After crossing the Pennsylvania state line into New York, the motorists found some relief with a macadam road.

"It seemed a long, long time to our storm-tossed souls before they touched the good, firm bottom," the writer quipped of the pavement. "Even the engines seemed – well, delighted – and they chugged merrily. It's funny how soon you will forget bad roads when you are speeding over good ones. Then too, one can hardly estimate the relief it is to stop cussin' after you have been doing it in marathon fashion for about 10 hours."

Once the rain storms passed, the mood of the travelers also brightened.

One of the travelers remembered, "When a chicken scooted across our path, someone asked, 'Why does a chicken cross the road?,' not ladylike, but uproarouosly." Another traveler was impressed by the gentle rolling hills and green countryside near Owego.

"Some fellow has said that the Lord made nearly all the world in six days, rested on the seventh, and then took a week to make New York more beautiful than the rest," the Courier writer said.

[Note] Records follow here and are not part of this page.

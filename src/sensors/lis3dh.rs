//! Driver for the ST LIS3DH accelerometer over SPI.
//!
//! The sensor runs at 200 Hz in low-power mode with the FIFO in FIFO mode.
//! INT1 fires on FIFO overrun (a full 32-level burst) and on the XYZ high
//! event detector.

use embedded_hal_async::spi::{Operation, SpiDevice};
use log::{debug, error, info};

use super::{InterruptSources, MotionSensor, SensorError};
use crate::config::SensorConfig;
use crate::sampling::{BYTES_PER_LEVEL, FIFO_LEVELS, RawBurst};

pub const WHO_AM_I: u8 = 0x0F;
pub const CTRL_REG1: u8 = 0x20;
pub const CTRL_REG3: u8 = 0x22;
pub const CTRL_REG4: u8 = 0x23;
pub const CTRL_REG5: u8 = 0x24;
pub const OUT_X_L: u8 = 0x28;
pub const FIFO_CTRL_REG: u8 = 0x2E;
pub const FIFO_SRC_REG: u8 = 0x2F;
pub const INT1_CFG: u8 = 0x30;
pub const INT1_SRC: u8 = 0x31;
pub const INT1_THS: u8 = 0x32;
pub const INT1_DURATION: u8 = 0x33;

/// Set on the command byte for reads
pub const READ_BIT: u8 = 0x80;
/// Set on the command byte to auto-increment the register address
pub const MULTI_BIT: u8 = 0x40;

pub const DEVICE_ID: u8 = 0x33;

/// 200 Hz, low-power, all axes off
pub const CTRL_REG1_STOP: u8 = 0x68;
/// 200 Hz, low-power, X/Y/Z on
pub const CTRL_REG1_START: u8 = 0x6F;
/// IA1 and FIFO overrun routed to INT1
pub const CTRL_REG3_IA1_OVERRUN: u8 = 0x42;
pub const CTRL_REG3_NONE: u8 = 0x00;
/// Block data update
pub const CTRL_REG4_BDU: u8 = 0x80;
pub const CTRL_REG5_FIFO_ENABLE: u8 = 0x40;
pub const CTRL_REG5_FIFO_DISABLE: u8 = 0x00;
pub const FIFO_MODE_BYPASS: u8 = 0x00;
pub const FIFO_MODE_FIFO: u8 = 0x40;
pub const FIFO_SRC_OVRN: u8 = 0x40;
pub const INT1_CFG_NONE: u8 = 0x00;
/// OR combination of X/Y/Z high events
pub const INT1_CFG_XYZ_HIGH: u8 = 0x2A;
pub const INT1_SRC_IA: u8 = 0x40;

pub struct Lis3dh<S> {
    spi: S,
    config: SensorConfig,
}

impl<S: SpiDevice> Lis3dh<S> {
    pub fn new(spi: S, config: SensorConfig) -> Self {
        Self { spi, config }
    }

    pub fn device(&self) -> &S {
        &self.spi
    }

    pub fn device_mut(&mut self) -> &mut S {
        &mut self.spi
    }

    pub fn release(self) -> S {
        self.spi
    }

    pub async fn read_register(&mut self, register: u8) -> Result<u8, SensorError> {
        let mut value = [0u8; 1];
        self.spi
            .transaction(&mut [
                Operation::Write(&[register | READ_BIT]),
                Operation::Read(&mut value),
            ])
            .await
            .map_err(|e| {
                error!("LIS3DH: read of {:#04x} failed", register);
                SensorError::ReadFailed {
                    register,
                    kind: embedded_hal::spi::Error::kind(&e),
                }
            })?;
        Ok(value[0])
    }

    pub async fn write_register(&mut self, register: u8, value: u8) -> Result<(), SensorError> {
        self.spi.write(&[register, value]).await.map_err(|e| {
            error!("LIS3DH: write of {:#04x} to {:#04x} failed", value, register);
            SensorError::WriteFailed {
                register,
                kind: embedded_hal::spi::Error::kind(&e),
            }
        })
    }

    async fn write_all(&mut self, writes: &[(u8, u8)]) -> Result<(), SensorError> {
        for &(register, value) in writes {
            self.write_register(register, value).await?;
        }
        Ok(())
    }
}

impl<S: SpiDevice> MotionSensor for Lis3dh<S> {
    async fn init(&mut self) -> Result<(), SensorError> {
        let found = self.read_register(WHO_AM_I).await?;
        if found != DEVICE_ID {
            error!("LIS3DH: WHO_AM_I returned {:#04x}", found);
            return Err(SensorError::IdentityMismatch { found });
        }

        self.write_all(&[
            (CTRL_REG1, CTRL_REG1_STOP),
            (CTRL_REG3, CTRL_REG3_NONE),
            (CTRL_REG4, CTRL_REG4_BDU),
            (CTRL_REG5, CTRL_REG5_FIFO_ENABLE),
            (FIFO_CTRL_REG, FIFO_MODE_BYPASS),
            (INT1_CFG, INT1_CFG_NONE),
            (INT1_THS, self.config.threshold),
            (INT1_DURATION, self.config.duration),
        ])
        .await?;

        self.disarm().await?;
        info!(
            "LIS3DH: configured (threshold {:#04x}, duration {:#04x})",
            self.config.threshold, self.config.duration
        );
        Ok(())
    }

    async fn arm(&mut self) -> Result<(), SensorError> {
        self.write_all(&[
            (CTRL_REG1, CTRL_REG1_START),
            (CTRL_REG3, CTRL_REG3_IA1_OVERRUN),
            (CTRL_REG5, CTRL_REG5_FIFO_ENABLE),
            (FIFO_CTRL_REG, FIFO_MODE_FIFO),
            (INT1_CFG, INT1_CFG_XYZ_HIGH),
        ])
        .await?;
        debug!("LIS3DH: armed");
        Ok(())
    }

    async fn disarm(&mut self) -> Result<(), SensorError> {
        self.write_all(&[
            (CTRL_REG1, CTRL_REG1_STOP),
            (CTRL_REG3, CTRL_REG3_NONE),
            (CTRL_REG5, CTRL_REG5_FIFO_DISABLE),
            (FIFO_CTRL_REG, FIFO_MODE_BYPASS),
            (INT1_CFG, INT1_CFG_NONE),
        ])
        .await?;
        debug!("LIS3DH: disarmed");
        Ok(())
    }

    async fn read_burst(&mut self, burst: &mut RawBurst) -> Result<(), SensorError> {
        // One transaction per level; the address wraps back to OUT_X_L.
        for level in burst.chunks_exact_mut(BYTES_PER_LEVEL).take(FIFO_LEVELS) {
            self.spi
                .transaction(&mut [
                    Operation::Write(&[OUT_X_L | READ_BIT | MULTI_BIT]),
                    Operation::Read(level),
                ])
                .await
                .map_err(|e| SensorError::ReadFailed {
                    register: OUT_X_L,
                    kind: embedded_hal::spi::Error::kind(&e),
                })?;
        }
        Ok(())
    }

    async fn reset_buffer(&mut self) -> Result<(), SensorError> {
        self.write_register(FIFO_CTRL_REG, FIFO_MODE_BYPASS).await?;
        self.write_register(FIFO_CTRL_REG, FIFO_MODE_FIFO).await
    }

    async fn threshold_source(&mut self) -> Result<u8, SensorError> {
        self.read_register(INT1_SRC).await
    }

    async fn interrupt_sources(&mut self) -> Result<InterruptSources, SensorError> {
        let fifo = self.read_register(FIFO_SRC_REG).await?;
        let int1 = self.read_register(INT1_SRC).await?;
        Ok(InterruptSources {
            burst_ready: fifo & FIFO_SRC_OVRN != 0,
            threshold: int1 & INT1_SRC_IA != 0,
        })
    }
}

#[cfg(test)]
mod tests {
    use super::*;
    use crate::sampling::RAW_BURST_BYTES;
    use crate::sim::EmulatedLis3dh;
    use embassy_futures::block_on;

    fn sensor() -> Lis3dh<EmulatedLis3dh> {
        Lis3dh::new(EmulatedLis3dh::new(), SensorConfig::default())
    }

    #[test]
    fn init_configures_and_leaves_disarmed() {
        let mut lis = sensor();
        block_on(lis.init()).unwrap();

        let device = lis.device();
        assert_eq!(device.register(CTRL_REG1), CTRL_REG1_STOP);
        assert_eq!(device.register(CTRL_REG4), CTRL_REG4_BDU);
        assert_eq!(device.register(INT1_THS), 0x64);
        assert_eq!(device.register(INT1_DURATION), 0x14);
        assert_eq!(device.register(INT1_CFG), INT1_CFG_NONE);
    }

    #[test]
    fn init_rejects_another_part() {
        let mut lis = sensor();
        lis.device_mut().set_identity(0x44);
        assert_eq!(
            block_on(lis.init()),
            Err(SensorError::IdentityMismatch { found: 0x44 })
        );
    }

    #[test]
    fn arm_enables_fifo_and_detector() {
        let mut lis = sensor();
        block_on(async {
            lis.init().await.unwrap();
            lis.arm().await.unwrap();
        });

        let device = lis.device();
        assert_eq!(device.register(CTRL_REG1), CTRL_REG1_START);
        assert_eq!(device.register(CTRL_REG3), CTRL_REG3_IA1_OVERRUN);
        assert_eq!(device.register(FIFO_CTRL_REG), FIFO_MODE_FIFO);
        assert_eq!(device.register(INT1_CFG), INT1_CFG_XYZ_HIGH);
    }

    #[test]
    fn burst_is_read_level_by_level() {
        let mut lis = sensor();
        let loaded: RawBurst = core::array::from_fn(|i| i as u8);
        lis.device_mut().load_burst(&loaded);

        block_on(async {
            assert_eq!(
                lis.interrupt_sources().await.unwrap(),
                InterruptSources {
                    burst_ready: true,
                    threshold: false
                }
            );

            let mut burst = [0u8; RAW_BURST_BYTES];
            lis.read_burst(&mut burst).await.unwrap();
            assert_eq!(burst, loaded);
            assert!(!lis.interrupt_sources().await.unwrap().burst_ready);
        });
    }

    #[test]
    fn reset_discards_pending_levels() {
        let mut lis = sensor();
        lis.device_mut().load_burst(&[1; RAW_BURST_BYTES]);

        block_on(lis.reset_buffer()).unwrap();
        assert_eq!(lis.device().fifo_len(), 0);
        assert_eq!(lis.device().register(FIFO_CTRL_REG), FIFO_MODE_FIFO);
    }

    #[test]
    fn threshold_source_reports_activity() {
        let mut lis = sensor();
        lis.device_mut().trigger_threshold(0x02, 2);

        block_on(async {
            assert!(lis.interrupt_sources().await.unwrap().threshold);
            assert_eq!(lis.threshold_source().await.unwrap(), 0x42);
            assert_eq!(lis.threshold_source().await.unwrap(), 0x00);
        });
    }
}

The travellers found the roads in Massachusetts "exceptionally fine" and the party made good time, peeling off the miles "like a whittler peels off chips."

After one lunch stop, the writer continued his vivid description.

"At 3 o'clock the motors began to chug again and in a few hours the tires crunched the ground of another state – Connecticut."

On the return trip, the cars were ferried across the Hudson River at Peekskill Landing, travelled through Port Jervis and then back across the Pennsylvania line. At Stroudsburg, they ecnountered more rainstorms "over roads that kept the cars skidding most of the time."

The adventurers made their triumphant return to Tamaqua late on the night of June 18.

"With their cars dripping with mud but with everybody aboard in good health and happy, the party of Tamaqua automobilists, who have been flitting about in four states for the past week, arrived in town at about 10:30 last night," the Courier reported.